AIM OF THE EXERCISE
The entries below are to be reproduced in full, exactly as written.

________

//! Bean 容器实现

use di_abstractions::{phase_violation, BeanContainer, ClassLoader, ContainerPhase};
use infrastructure_common::{Bean, ClassDefinition, ClassId, ComponentError, DependencyError};
use parking_lot::RwLock;
use std::collections::BTreeMap;
use std::sync::Arc;
use tracing::{debug, info};

/// 容器条目
#[derive(Clone)]
struct BeanEntry {
    definition: Arc<ClassDefinition>,
    bean: Bean,
}

/// Bean 容器
///
/// 所有写操作只发生在启动阶段，之后只有读锁。
pub struct BeanContainerImpl {
    loader: Arc<dyn ClassLoader>,
    beans: RwLock<BTreeMap<ClassId, BeanEntry>>,
    phase: RwLock<ContainerPhase>,
}

impl BeanContainerImpl {
    /// 创建新的容器
    pub fn new(loader: Arc<dyn ClassLoader>) -> Self {
        Self {
            loader,
            beans: RwLock::new(BTreeMap::new()),
            phase: RwLock::new(ContainerPhase::Empty),
        }
    }

    /// 在容器中查找唯一可以赋值给声明类型的实例
    fn unique_provider(
        entries: &BTreeMap<ClassId, BeanEntry>,
        owner: &ClassId,
        field: &str,
        declared_type: &ClassId,
    ) -> Result<Bean, DependencyError> {
        let candidates: Vec<(&ClassId, &BeanEntry)> = entries
            .iter()
            .filter(|(_, entry)| entry.definition.metadata().is_assignable_to(declared_type))
            .collect();

        match candidates.as_slice() {
            [(_, entry)] => Ok(Arc::clone(&entry.bean)),
            [] => Err(DependencyError::MissingDependency {
                class_id: owner.to_string(),
                field: field.to_string(),
                declared_type: declared_type.to_string(),
            }),
            _ => Err(DependencyError::AmbiguousDependency {
                class_id: owner.to_string(),
                field: field.to_string(),
                declared_type: declared_type.to_string(),
                candidates: candidates.iter().map(|(id, _)| id.to_string()).collect(),
            }),
        }
    }
}

impl BeanContainer for BeanContainerImpl {
    fn instantiate(&self, class_id: &ClassId) -> Result<Bean, DependencyError> {
        let mut phase = self.phase.write();
        if *phase > ContainerPhase::Instantiated {
            return Err(phase_violation("instantiate", *phase));
        }

        if let Some(existing) = self.beans.read().get(class_id) {
            return Ok(Arc::clone(&existing.bean));
        }

        let definition = self.loader.load(class_id, true)?;
        let bean = definition.construct()?;
        debug!("创建 Bean: {}", class_id);

        self.beans.write().insert(
            class_id.clone(),
            BeanEntry {
                definition,
                bean: Arc::clone(&bean),
            },
        );
        *phase = ContainerPhase::Instantiated;
        Ok(bean)
    }

    fn get_bean(&self, class_id: &ClassId) -> Result<Bean, DependencyError> {
        self.beans
            .read()
            .get(class_id)
            .map(|entry| Arc::clone(&entry.bean))
            .ok_or_else(|| DependencyError::BeanNotFound {
                class_id: class_id.to_string(),
            })
    }

    fn set_bean(&self, class_id: &ClassId, bean: Bean) -> Result<(), DependencyError> {
        let phase = self.phase.read();
        if *phase != ContainerPhase::Instantiated {
            return Err(phase_violation("set_bean", *phase));
        }

        let mut beans = self.beans.write();
        let entry = beans
            .get_mut(class_id)
            .ok_or_else(|| DependencyError::BeanNotFound {
                class_id: class_id.to_string(),
            })?;
        entry.bean = bean;
        debug!("替换 Bean: {}", class_id);
        Ok(())
    }

    fn mark_woven(&self) -> Result<(), DependencyError> {
        let mut phase = self.phase.write();
        match *phase {
            ContainerPhase::Empty | ContainerPhase::Instantiated => {
                *phase = ContainerPhase::Woven;
                Ok(())
            }
            other => Err(phase_violation("mark_woven", other)),
        }
    }

    fn inject_dependencies(&self) -> Result<(), DependencyError> {
        let mut phase = self.phase.write();
        if *phase != ContainerPhase::Woven {
            return Err(phase_violation("inject_dependencies", *phase));
        }

        let beans = self.beans.read();
        let mut injected = 0usize;
        for (class_id, entry) in beans.iter() {
            for field in entry.definition.metadata().autowired_fields() {
                let provider =
                    Self::unique_provider(&beans, class_id, &field.name, &field.declared_type)?;

                let slot = entry
                    .definition
                    .injection_point(&field.name)
                    .and_then(|point| point.slot(entry.bean.as_any()))
                    .ok_or_else(|| ComponentError::InvalidMetadata {
                        message: format!("{}.{} 没有可用的注入点", class_id, field.name),
                    })?;

                slot.inject(provider)
                    .map_err(|_| DependencyError::AlreadyInjected {
                        field: format!("{}.{}", class_id, field.name),
                    })?;
                debug!("注入依赖: {}.{} <- {}", class_id, field.name, field.declared_type);
                injected += 1;
            }
        }

        *phase = ContainerPhase::Injected;
        info!("依赖注入完成，共注入 {} 个字段", injected);
        Ok(())
    }

    fn contains(&self, class_id: &ClassId) -> bool {
        self.beans.read().contains_key(class_id)
    }

    fn class_ids(&self) -> Vec<ClassId> {
        self.beans.read().keys().cloned().collect()
    }

    fn len(&self) -> usize {
        self.beans.read().len()
    }

    fn phase(&self) -> ContainerPhase {
        *self.phase.read()
    }
}

impl std::fmt::Debug for BeanContainerImpl {
    fn fmt(&self, f: &mut std::fmt::Formatter<'_>) -> std::fmt::Result {
        f.debug_struct("BeanContainerImpl")
            .field("phase", &self.phase())
            .field("beans", &self.class_ids())
            .finish()
    }
}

________

ANSWER SPACE
//! Bean 容器实现

use di_abstractions::{phase_violation, BeanContainer, ClassLoader, ContainerPhase};
use infrastructure_common::{Bean, ClassDefinition, ClassId, ComponentError, DependencyError};
use parking_lot::RwLock;
use std::collections::BTreeMap;
use std::sync::Arc;
use tracing::{debug, info};

/// 容器条目
#[derive(Clone)]
struct BeanEntry {
    definition: Arc<ClassDefinition>,
    bean: Bean,
}

/// Bean 容器
///
/// 所有写操作只发生在启动阶段，之后只有读锁。
pub struct BeanContainerImpl {
    loader: Arc<dyn ClassLoader>,
    beans: RwLock<BTreeMap<ClassId, BeanEntry>>,
    phase: RwLock<ContainerPhase>,
}

impl BeanContainerImpl {
    /// 创建新的容器
    pub fn new(loader: Arc<dyn ClassLoader>) -> Self {
        Self {
            loader,
            beans: RwLock::new(BTreeMap::new()),
            phase: RwLock::new(ContainerPhase::Empty),
        }
    }

    /// 在容器中查找唯一可以赋值给声明类型的实例
    fn unique_provider(
        entries: &BTreeMap<ClassId, BeanEntry>,
        owner: &ClassId,
        field: &str,
        declared_type: &ClassId,
    ) -> Result<Bean, DependencyError> {
        let candidates: Vec<(&ClassId, &BeanEntry)> = entries
            .iter()
            .filter(|(_, entry)| entry.definition.metadata().is_assignable_to(declared_type))
            .collect();

        match candidates.as_slice() {
            [(_, entry)] => Ok(Arc::clone(&entry.bean)),
            [] => Err(DependencyError::MissingDependency {
                class_id: owner.to_string(),
                field: field.to_string(),
                declared_type: declared_type.to_string(),
            }),
            _ => Err(DependencyError::AmbiguousDependency {
                class_id: owner.to_string(),
                field: field.to_string(),
                declared_type: declared_type.to_string(),
                candidates: candidates.iter().map(|(id, _)| id.to_string()).collect(),
            }),
        }
    }
}

impl BeanContainer for BeanContainerImpl {
    fn instantiate(&self, class_id: &ClassId) -> Result<Bean, DependencyError> {
        let mut phase = self.phase.write();
        if *phase > ContainerPhase::Instantiated {
            return Err(phase_violation("instantiate", *phase));
        }

        if let Some(existing) = self.beans.read().get(class_id) {
            return Ok(Arc::clone(&existing.bean));
        }

        let definition = self.loader.load(class_id, true)?;
        let bean = definition.construct()?;
        debug!("创建 Bean: {}", class_id);

        self.beans.write().insert(
            class_id.clone(),
            BeanEntry {
                definition,
                bean: Arc::clone(&bean),
            },
        );
        *phase = ContainerPhase::Instantiated;
        Ok(bean)
    }

    fn get_bean(&self, class_id: &ClassId) -> Result<Bean, DependencyError> {
        self.beans
            .read()
            .get(class_id)
            .map(|entry| Arc::clone(&entry.bean))
            .ok_or_else(|| DependencyError::BeanNotFound {
                class_id: class_id.to_string(),
            })
    }

    fn set_bean(&self, class_id: &ClassId, bean: Bean) -> Result<(), DependencyError> {
        let phase = self.phase.read();
        if *phase != ContainerPhase::Instantiated {
            return Err(phase_violation("set_bean", *phase));
        }

        let mut beans = self.beans.write();
        let entry = beans
            .get_mut(class_id)
            .ok_or_else(|| DependencyError::BeanNotFound {
                class_id: class_id.to_string(),
            })?;
        entry.bean = bean;
        debug!("替换 Bean: {}", class_id);
        Ok(())
    }

    fn mark_woven(&self) -> Result<(), DependencyError> {
        let mut phase = self.phase.write();
        match *phase {
            ContainerPhase::Empty | ContainerPhase::Instantiated => {
                *phase = ContainerPhase::Woven;
                Ok(())
            }
            other => Err(phase_violation("mark_woven", other)),
        }
    }

    fn inject_dependencies(&self) -> Result<(), DependencyError> {
        let mut phase = self.phase.write();
        if *phase != ContainerPhase::Woven {
            return Err(phase_violation("inject_dependencies", *phase));
        }

        let beans = self.beans.read();
        let mut injected = 0usize;
        for (class_id, entry) in beans.iter() {
            for field in entry.definition.metadata().autowired_fields() {
                let provider =
                    Self::unique_provider(&beans, class_id, &field.name, &field.declared_type)?;

                let slot = entry
                    .definition
                    .injection_point(&field.name)
                    .and_then(|point| point.slot(entry.bean.as_any()))
                    .ok_or_else(|| ComponentError::InvalidMetadata {
                        message: format!("{}.{} 没有可用的注入点", class_id, field.name),
                    })?;

                slot.inject(provider)
                    .map_err(|_| DependencyError::AlreadyInjected {
                        field: format!("{}.{}", class_id, field.name),
                    })?;
                debug!("注入依赖: {}.{} <- {}", class_id, field.name, field.declared_type);
                injected += 1;
            }
        }

        *phase = ContainerPhase::Injected;
        info!("依赖注入完成，共注入 {} 个字段", injected);
        Ok(())
    }

    fn contains(&self, class_id: &ClassId) -> bool {
        self.beans.read().contains_key(class_id)
    }

    fn class_ids(&self) -> Vec<ClassId> {
        self.beans.read().keys().cloned().collect()
    }

    fn len(&self) -> usize {
        self.beans.read().len()
    }

    fn phase(&self) -> ContainerPhase {
        *self.phase.read()
    }
}

impl std::fmt::Debug for BeanContainerImpl {
    fn fmt(&self, f: &mut std::fmt::Formatter<'_>) -> std::fmt::Result {
        f.debug_struct("BeanContainerImpl")
            .field("phase", &self.phase())
            .field("beans", &self.class_ids())
            .finish()
    }
}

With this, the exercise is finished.